If the fund keeps falling, will the principal fall out?

Updated on Financial 2024-03-22
30 answers
  1. Anonymous users2024-02-07

    Theoretically, only when the net value is 0 yuan, the principal will be lost, but the net value will not be 0. Because the over-the-counter net value is very low, the company will convert the share; When the liquidation conditions are met, it will face liquidation, and there will be a part of the remaining principal after the liquidation.

    The market is made up of many, so there will be no delisting on the market. Assuming that in the future, a market ** liquidation delisting, after the delisting, there is still a part of the principal to be withdrawn.

    ** keeps falling will not be left with a penny, because as long as ** is not cleared, the principal will not be all gone, and even if it is ** liquidated, investors can get some money back.
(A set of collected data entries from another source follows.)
use anyhow::{Context, Result};
use bingo_db::rusqlite::Connection;
use std::path::Path;
use tracing::warn;

use bingo_db::db::{insert_round, upsert_round};
use bingo_db::models::{validate_round, Round, MAIN_COUNT, NUMBER_RANGE_MAX};

fn field(record: &csv::StringRecord, idx: usize) -> Option<&str> {
    record.get(idx).map(str::trim).filter(|s| !s.is_empty())
}

fn parse_record(record: &csv::StringRecord) -> Result<Round> {
    let get = |idx: usize| field(record, idx);

    let get_u8 = |idx: usize| -> Result<u8> {
        let s = get(idx).with_context(|| format!("Missing field at index {}", idx))?;
        s.parse::<u8>()
            .with_context(|| format!("Cannot parse '{}' (index {})", s, idx))
    };

    let seq_str = get(0).context("Missing round number")?;
    let seq: u32 = seq_str
        .parse()
        .with_context(|| format!("Cannot parse round number '{}'", seq_str))?;

    let mut numbers = [0u8; MAIN_COUNT];
    for (i, n) in numbers.iter_mut().enumerate() {
        *n = get_u8(i + 1)?;
    }
    let bonus = match get(MAIN_COUNT + 1) {
        Some(_) => Some(get_u8(MAIN_COUNT + 1)?),
        None => None,
    };

    let round = Round::new(seq, numbers, bonus);
    validate_round(&round, NUMBER_RANGE_MAX)?;
    Ok(round)
}

pub struct ImportResult {
    pub total_records: u32,
    pub inserted: u32,
    pub updated: u32,
    pub errors: u32,
}

/// Loads `seq,no1,...,no6[,no7]` rows (header line expected). Existing rounds
/// are overwritten.
pub fn import_csv(conn: &Connection, path: &Path) -> Result<ImportResult> {
    let mut reader = csv::ReaderBuilder::new()
        .flexible(true)
        .from_path(path)
        .with_context(|| format!("Cannot open {:?}", path))?;

    let tx = conn.unchecked_transaction()
        .context("Cannot start transaction")?;

    let mut result = ImportResult {
        total_records: 0,
        inserted: 0,
        updated: 0,
        errors: 0,
    };

    for record_result in reader.records() {
        result.total_records += 1;
        let line = result.total_records;
        let round = match record_result {
            Ok(record) => parse_record(&record),
            Err(e) => Err(e.into()),
        };
        match round {
            Ok(round) => {
                let saved = insert_round(&tx, &round).and_then(|inserted| {
                    if inserted {
                        Ok(true)
                    } else {
                        upsert_round(&tx, round.seq, &round).map(|_| false)
                    }
                });
                match saved {
                    Ok(true) => result.inserted += 1,
                    Ok(false) => result.updated += 1,
                    Err(e) => {
                        warn!(line, error = %e, "insert failed");
                        result.errors += 1;
                    }
                }
            }
            Err(e) => {
                warn!(line, error = %e, "row rejected");
                result.errors += 1;
            }
        }
    }

    tx.commit().context("Commit failed")?;
    Ok(result)
}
Liquidation refers to the realization of all assets and the distribution of the proceeds to the holders, which is not a dissolution that shows understanding, and investors have nothing left.

    According to the relevant laws and regulations of China, during the duration of the open-ended contract, if the net asset value is less than 50 million yuan for 60 consecutive days, or the number of share holders for 60 consecutive days does not reach 200, the manager has the right to announce the termination of the contract after approval by the China Securities Regulatory Commission.
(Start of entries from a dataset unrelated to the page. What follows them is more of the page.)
use comfy_table::{presets::UTF8_FULL, Cell, Color, ContentArrangement, Table};

use crate::import::ImportResult;
use bingo_db::models::Round;
use bingo_engine::analysis::NumberStats;
use bingo_engine::predict::Prediction;
use bingo_engine::window::WindowInfo;

fn join_numbers(numbers: &[u8]) -> String {
    numbers
        .iter()
        .map(|n| format!("{:2}", n))
        .collect::<Vec<_>>()
        .join(" - ")
}

fn new_table(header: Vec<&str>) -> Table {
    let mut table = Table::new();
    table
        .load_preset(UTF8_FULL)
        .set_content_arrangement(ContentArrangement::Dynamic)
        .set_header(header);
    table
}

pub fn display_rounds(rounds: &[Round]) {
    if rounds.is_empty() {
        println!("No rounds to display.");
        return;
    }

    let mut table = new_table(vec!["Round", "Numbers", "Bonus", "Stored"]);
    for round in rounds {
        let bonus = round.bonus.map_or("—".to_string(), |b| b.to_string());
        let stored = round
            .extra
            .get("created_at")
            .and_then(|v| v.as_str())
            .unwrap_or("—")
            .to_string();
        table.add_row(vec![
            round.seq.to_string(),
            join_numbers(&round.sorted_numbers()),
            bonus,
            stored,
        ]);
    }

    println!("{table}");
}

pub fn display_import_summary(result: &ImportResult) {
    println!("Import finished:");
    println!("  Rows read : {}", result.total_records);
    println!("  Inserted  : {}", result.inserted);
    println!("  Updated   : {}", result.updated);
    if result.errors > 0 {
        println!("  Errors    : {}", result.errors);
    }
}

fn describe_window(info: &WindowInfo) -> String {
    match (info.used_full_history, info.target_round) {
        (true, _) => format!("full history ({} rounds)", info.window_size),
        (false, Some(t)) if info.target_found => {
            format!("{} rounds anchored on round {}", info.window_size, t)
        }
        (false, _) => format!("{} most recent rounds", info.window_size),
    }
}

pub fn display_stats(stats: &[NumberStats], info: &WindowInfo) {
    println!("\nStatistics over the {}\n", describe_window(info));

    let mut table = new_table(vec!["Number", "Frequency", "Skip"]);
    let mut sorted = stats.to_vec();
    sorted.sort_by(|a, b| b.frequency.cmp(&a.frequency).then(a.number.cmp(&b.number)));

    for stat in &sorted {
        table.add_row(vec![
            format!("{:2}", stat.number),
            stat.frequency.to_string(),
            stat.skip.to_string(),
        ]);
    }
    println!("{table}");
}

pub fn display_prediction(prediction: &Prediction) {
    println!("\nWindow: {}", describe_window(&prediction.window_info));
    println!("Candidate pool: {}", join_numbers(&prediction.candidate_pool));

    let mut table = new_table(vec!["#", "Numbers", "Bonus"]);
    for (i, set) in prediction.sets.iter().enumerate() {
        let bonus = match set.bonus {
            Some(b) => Cell::new(b.to_string()).fg(Color::Yellow),
            None => Cell::new("—"),
        };
        table.add_row(vec![
            Cell::new(i + 1),
            Cell::new(join_numbers(&set.numbers)),
            bonus,
        ]);
    }
    println!("{table}");

    if let Some(seed) = prediction.options.seed {
        println!("Seed: {seed}");
    }
}

#[cfg(test)]
mod tests {
    use super::*;

    fn info(used_full: bool, target: Option<i64>, found: bool) -> WindowInfo {
        WindowInfo {
            used_full_history: used_full,
            order: bingo_engine::window::HistoryOrder::NewestFirst,
            round_field: "seq".to_string(),
            target_round: target,
            target_found: found,
            target_index: None,
            requested_rounds: 30,
            history_size: 100,
            window_size: 30,
        }
    }

    #[test]
    fn test_join_numbers() {
        assert_eq!(join_numbers(&[3, 14, 45]), " 3 - 14 - 45");
    }

    #[test]
    fn test_describe_window() {
        assert_eq!(describe_window(&info(true, None, false)), "full history (30 rounds)");
        assert_eq!(describe_window(&info(false, Some(120), true)), "30 rounds anchored on round 120");
        assert_eq!(describe_window(&info(false, Some(120), false)), "30 most recent rounds");
    }
}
    There is a certain percentage of investment, for example, the highest is generally 95%, and 5% is invested in bonds, etc., and there must be a certain percentage of cash left, so even if it is the worst, it is unlikely to fall, but it will fall very badly.

    Even if the company goes bankrupt, the net value of the company will not fall to 0, which is what everyone calls the fall. However, if the net value of ** has been **, then it is possible to lose the principal. Therefore, the timing and variety of buying ** are very important, and it is particularly important to choose the right one.

    If the ** you bought has been falling, you can have several options, such as: timely throwing, perseverance and so on. Invest with idle funds, calm down and don't affect your daily work and life, and don't chase the rise and fall.

    Doing medium and long-term capital market investment is to invest in the country's economy, also known as the national fortune, if you have no confidence in the country, or think that the future is bleak, then the money in your hand will not have much value in the future.

  2. Anonymous users2024-02-06

    If it keeps falling, it usually won't go down, because he has a portfolio and has it.

  3. Anonymous users2024-02-05

    It will definitely fall the principal, if it keeps falling, you should stop the loss in time, don't let yourself lose more and more.

  4. Anonymous users2024-02-04

    It shouldn't come to this point, after falling a part, you feel that there is no room for maneuver, you can sell all these **, there is no need to let the principal fall out.

  5. Anonymous users2024-02-03

    If the contract is written, when it falls to a certain value, it will trigger the clearance. Protecting the interests of investors.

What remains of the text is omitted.